WHAT IS REQUIRED: Only lines containing "deps" are wanted from the data below. Copy those lines.

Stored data
* * * * * * * * *
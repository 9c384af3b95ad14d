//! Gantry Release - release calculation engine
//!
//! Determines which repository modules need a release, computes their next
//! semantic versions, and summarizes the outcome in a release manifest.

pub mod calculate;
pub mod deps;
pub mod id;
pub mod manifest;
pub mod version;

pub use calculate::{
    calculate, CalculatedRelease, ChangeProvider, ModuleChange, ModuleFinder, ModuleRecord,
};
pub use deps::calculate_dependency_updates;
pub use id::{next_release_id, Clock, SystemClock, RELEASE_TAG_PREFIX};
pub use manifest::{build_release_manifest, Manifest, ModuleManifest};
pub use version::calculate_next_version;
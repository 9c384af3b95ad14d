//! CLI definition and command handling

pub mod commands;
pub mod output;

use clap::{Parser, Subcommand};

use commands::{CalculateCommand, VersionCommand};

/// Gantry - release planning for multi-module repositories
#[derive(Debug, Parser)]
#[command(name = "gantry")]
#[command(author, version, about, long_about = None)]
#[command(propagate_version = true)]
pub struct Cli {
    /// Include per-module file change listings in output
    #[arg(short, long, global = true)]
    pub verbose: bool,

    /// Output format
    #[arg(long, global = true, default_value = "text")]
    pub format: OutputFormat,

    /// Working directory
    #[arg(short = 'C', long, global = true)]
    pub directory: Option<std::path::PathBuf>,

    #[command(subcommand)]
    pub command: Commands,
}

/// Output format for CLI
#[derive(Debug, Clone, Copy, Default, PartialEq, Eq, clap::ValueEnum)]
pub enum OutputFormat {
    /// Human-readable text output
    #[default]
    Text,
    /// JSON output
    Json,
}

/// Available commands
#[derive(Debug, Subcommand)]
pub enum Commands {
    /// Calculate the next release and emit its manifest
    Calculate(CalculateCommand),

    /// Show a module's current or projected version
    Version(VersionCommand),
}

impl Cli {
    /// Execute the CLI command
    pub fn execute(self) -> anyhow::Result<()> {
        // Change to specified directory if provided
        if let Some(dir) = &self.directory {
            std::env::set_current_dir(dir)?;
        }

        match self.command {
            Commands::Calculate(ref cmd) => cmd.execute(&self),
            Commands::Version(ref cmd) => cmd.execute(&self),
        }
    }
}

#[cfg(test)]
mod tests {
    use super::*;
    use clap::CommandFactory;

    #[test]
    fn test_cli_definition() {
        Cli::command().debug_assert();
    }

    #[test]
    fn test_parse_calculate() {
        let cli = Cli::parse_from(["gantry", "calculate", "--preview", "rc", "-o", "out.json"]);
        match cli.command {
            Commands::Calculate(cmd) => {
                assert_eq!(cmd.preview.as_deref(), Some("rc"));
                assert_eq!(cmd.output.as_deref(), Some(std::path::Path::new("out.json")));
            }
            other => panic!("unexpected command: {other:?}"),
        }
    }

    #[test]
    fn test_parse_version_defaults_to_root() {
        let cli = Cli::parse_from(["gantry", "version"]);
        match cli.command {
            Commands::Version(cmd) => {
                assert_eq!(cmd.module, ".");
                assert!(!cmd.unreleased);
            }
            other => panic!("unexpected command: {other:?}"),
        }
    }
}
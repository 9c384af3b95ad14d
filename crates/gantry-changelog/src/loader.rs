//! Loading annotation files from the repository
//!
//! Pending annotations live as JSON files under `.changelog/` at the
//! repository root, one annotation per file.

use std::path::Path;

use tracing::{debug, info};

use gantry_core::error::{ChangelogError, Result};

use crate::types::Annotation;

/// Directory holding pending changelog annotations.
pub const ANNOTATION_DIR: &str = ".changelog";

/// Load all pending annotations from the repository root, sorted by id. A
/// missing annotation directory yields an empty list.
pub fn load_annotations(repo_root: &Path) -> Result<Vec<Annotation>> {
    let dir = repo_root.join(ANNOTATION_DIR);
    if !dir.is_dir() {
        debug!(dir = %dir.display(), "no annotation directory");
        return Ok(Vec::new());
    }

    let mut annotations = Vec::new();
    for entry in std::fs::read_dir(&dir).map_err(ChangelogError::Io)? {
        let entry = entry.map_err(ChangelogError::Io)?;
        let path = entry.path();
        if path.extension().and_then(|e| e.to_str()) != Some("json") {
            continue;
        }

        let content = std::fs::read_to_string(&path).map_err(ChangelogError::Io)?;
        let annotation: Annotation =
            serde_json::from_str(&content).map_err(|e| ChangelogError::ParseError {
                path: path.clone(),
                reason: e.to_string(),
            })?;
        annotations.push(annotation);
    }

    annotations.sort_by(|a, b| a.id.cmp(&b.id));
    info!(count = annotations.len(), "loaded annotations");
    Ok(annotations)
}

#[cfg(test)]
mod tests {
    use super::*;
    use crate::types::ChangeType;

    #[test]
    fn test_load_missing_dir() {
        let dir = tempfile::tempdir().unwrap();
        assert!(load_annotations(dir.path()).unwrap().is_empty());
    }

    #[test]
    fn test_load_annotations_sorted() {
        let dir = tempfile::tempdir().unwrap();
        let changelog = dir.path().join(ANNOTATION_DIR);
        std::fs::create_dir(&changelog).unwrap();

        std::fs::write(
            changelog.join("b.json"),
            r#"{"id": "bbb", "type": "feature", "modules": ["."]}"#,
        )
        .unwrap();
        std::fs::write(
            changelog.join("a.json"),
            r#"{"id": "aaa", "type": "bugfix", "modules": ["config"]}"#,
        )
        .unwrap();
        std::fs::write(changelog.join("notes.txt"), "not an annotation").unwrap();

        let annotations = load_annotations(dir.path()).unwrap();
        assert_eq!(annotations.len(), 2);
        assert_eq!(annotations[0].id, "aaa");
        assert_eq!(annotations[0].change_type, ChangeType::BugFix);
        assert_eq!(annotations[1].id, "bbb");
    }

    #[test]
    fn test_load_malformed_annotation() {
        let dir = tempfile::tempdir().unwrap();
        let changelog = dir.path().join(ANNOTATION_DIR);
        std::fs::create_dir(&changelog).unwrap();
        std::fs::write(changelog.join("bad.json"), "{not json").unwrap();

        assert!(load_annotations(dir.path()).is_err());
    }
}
* * * * * * * * *
YOUR RESPONSE:
pub mod deps;
pub use deps::calculate_dependency_updates;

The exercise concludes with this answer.